He offered that a "decision" is what you make when you have all the information at your fingertips; when you can weigh and balance out the good and bad of each side of things.

On the other hand, a "choice," he contended, is what you make WITHOUT having all the information at hand, and WITHOUT knowing what the outcome will look like.

The idea of "choosing" happiness in the circumstance of infidelity--when we're in the midst of the deepest shock and trauma of our lives; when we have incomplete information; and, when it's almost impossible to believe in the notion of ever being "happy" again--is eminently relevant, IMO.

It's a "faith-like" choice. Indeed, it's made in the face of all current pain, and contrary to all evidence heaped on us by our significant others! This "choice" to be happy, IMO, comes from within our spirit and soul.

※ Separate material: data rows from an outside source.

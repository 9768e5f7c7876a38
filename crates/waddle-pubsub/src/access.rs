//! Access-control policy.
//!
//! Evaluates a node's access model against the requester's standing on the
//! node (affiliation and subscription) and, for the `presence` and `roster`
//! models, against the rosters of the node owners.

use std::sync::Arc;

use jid::BareJid;
use minidom::Element;
use tracing::debug;

use crate::error::PubSubError;
use crate::node::AccessModel;
use crate::repository::{Node, PubSubRepository};
use crate::types::{Affiliation, Subscription};

/// Whether a requester may retrieve items of an `authorize` node.
///
/// A subscribed requester is allowed, and so is one whose affiliation
/// already grants item retrieval (owners, admins, members).
pub fn authorize_retrieval_allowed(subscription: Subscription, affiliation: Affiliation) -> bool {
    subscription == Subscription::Subscribed || affiliation.can_retrieve_items()
}

/// Resolve a node and check that `requester` may read from it.
///
/// Returns the node so callers do not need to resolve it twice.
pub async fn check_access(
    repository: &PubSubRepository,
    stanza: &Element,
    service: &BareJid,
    node_name: &str,
    requester: &BareJid,
) -> Result<Arc<Node>, PubSubError> {
    let node = repository
        .get_node(service, node_name)
        .await
        .map_err(|e| PubSubError::internal_server_error(stanza, e))?
        .ok_or_else(|| PubSubError::item_not_found(stanza))?;

    check_node_access(repository, stanza, &node, requester).await?;
    Ok(node)
}

/// Check that `requester` may read from an already resolved node.
pub async fn check_node_access(
    repository: &PubSubRepository,
    stanza: &Element,
    node: &Node,
    requester: &BareJid,
) -> Result<(), PubSubError> {
    let config = node.config();
    let access_model = config.access_model();

    // TODO: enforce pubsub#domains once domain allow-listing has a config source.
    if access_model == Some(AccessModel::Open) {
        return Ok(());
    }

    let affiliation = node.affiliations().get(requester);
    if affiliation == Affiliation::Outcast {
        return Err(PubSubError::forbidden(stanza));
    }

    match access_model {
        Some(AccessModel::Whitelist) => {
            if affiliation.can_retrieve_items() {
                return Ok(());
            }
            Err(PubSubError::forbidden(stanza).with_condition("closed-node"))
        }
        Some(AccessModel::Authorize) => {
            let subscription = node.subscriptions().get(requester);
            if authorize_retrieval_allowed(subscription, affiliation) {
                return Ok(());
            }
            Err(PubSubError::forbidden(stanza).with_condition("not-subscribed"))
        }
        Some(AccessModel::Presence) => {
            if has_presence_subscription(repository, stanza, node, requester).await? {
                return Ok(());
            }
            Err(PubSubError::not_authorized(stanza)
                .with_condition("presence-subscription-required"))
        }
        Some(AccessModel::Roster) => {
            if is_in_roster_group(repository, stanza, node, requester).await? {
                return Ok(());
            }
            Err(PubSubError::not_authorized(stanza).with_condition("not-in-roster-group"))
        }
        _ => {
            debug!(node = %node.name(), "Access model not granted, denying");
            Err(PubSubError::not_authorized(stanza))
        }
    }
}

/// Whether `requester` is an owner or receives an owner's presence.
pub async fn has_presence_subscription(
    repository: &PubSubRepository,
    stanza: &Element,
    node: &Node,
    requester: &BareJid,
) -> Result<bool, PubSubError> {
    let owners = node.affiliations().owners();
    if owners.contains(requester) {
        return Ok(true);
    }

    for owner in &owners {
        let roster = repository
            .get_user_roster(owner)
            .await
            .map_err(|e| PubSubError::internal_server_error(stanza, e))?;
        if roster
            .iter()
            .any(|item| &item.jid == requester && item.subscription.contact_sees_presence())
        {
            return Ok(true);
        }
    }
    Ok(false)
}

/// Whether `requester` sits in one of the node's allowed roster groups of
/// some owner. An empty group list allows everyone.
pub async fn is_in_roster_group(
    repository: &PubSubRepository,
    stanza: &Element,
    node: &Node,
    requester: &BareJid,
) -> Result<bool, PubSubError> {
    let allowed = node.config().roster_groups_allowed();
    if allowed.is_empty() {
        return Ok(true);
    }

    let owners = node.affiliations().owners();
    if owners.contains(requester) {
        return Ok(true);
    }

    for owner in &owners {
        let roster = repository
            .get_user_roster(owner)
            .await
            .map_err(|e| PubSubError::internal_server_error(stanza, e))?;
        let in_group = roster.iter().any(|item| {
            &item.jid == requester && item.groups.iter().any(|g| allowed.contains(g))
        });
        if in_group {
            return Ok(true);
        }
    }
    Ok(false)
}

/// Subscription state and affiliation granted by a subscribe request.
#[derive(Debug, Clone, Copy, PartialEq, Eq)]
pub struct SubscribeOutcome {
    pub subscription: Subscription,
    pub affiliation: Affiliation,
}

/// Map a subscribe request onto its outcome under the node's access model.
///
/// `current` is the subscriber's existing affiliation; the granted
/// affiliation is never lower than it. Owners are always subscribed.
pub async fn subscribe_outcome(
    repository: &PubSubRepository,
    stanza: &Element,
    node: &Node,
    subscriber: &BareJid,
    current: Affiliation,
    sender_is_owner: bool,
) -> Result<SubscribeOutcome, PubSubError> {
    let subscribed = SubscribeOutcome {
        subscription: Subscription::Subscribed,
        affiliation: current.max_weight(Affiliation::Member),
    };
    if sender_is_owner {
        return Ok(subscribed);
    }

    match node.config().access_model() {
        Some(AccessModel::Open) | Some(AccessModel::Whitelist) => Ok(subscribed),
        Some(AccessModel::Authorize) => Ok(SubscribeOutcome {
            subscription: Subscription::Pending,
            affiliation: current.max_weight(Affiliation::None),
        }),
        Some(AccessModel::Presence) => {
            if has_presence_subscription(repository, stanza, node, subscriber).await? {
                Ok(subscribed)
            } else {
                Err(PubSubError::not_authorized(stanza)
                    .with_condition("presence-subscription-required"))
            }
        }
        Some(AccessModel::Roster) => {
            if is_in_roster_group(repository, stanza, node, subscriber).await? {
                Ok(subscribed)
            } else {
                Err(PubSubError::not_authorized(stanza).with_condition("not-in-roster-group"))
            }
        }
        None => Err(PubSubError::feature_not_implemented(stanza)
            .with_text("Access model is not implemented")),
    }
}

I know someone else who chose to "grow" through the agony of her divorce, not just "go" through it. Same kinda thing.

The pain and suffering of infidelity is unmatched, in my experience. I deemed that if I was going to go through it, anyway, by God, I was going get the most out of it. I determined to lean into the pain as much as I could, in the belief that I'd never again have such an immense and intense opportunity for growth.

I believe this is why we must safeguard our spirit or "soul." It's what enables us to make right choices for ourselves from within, when it doesn't "feel" good in the short term; to make "choices" not based on others' decisions or actions--or any event outside of ourselves--but on what's the right thing to do.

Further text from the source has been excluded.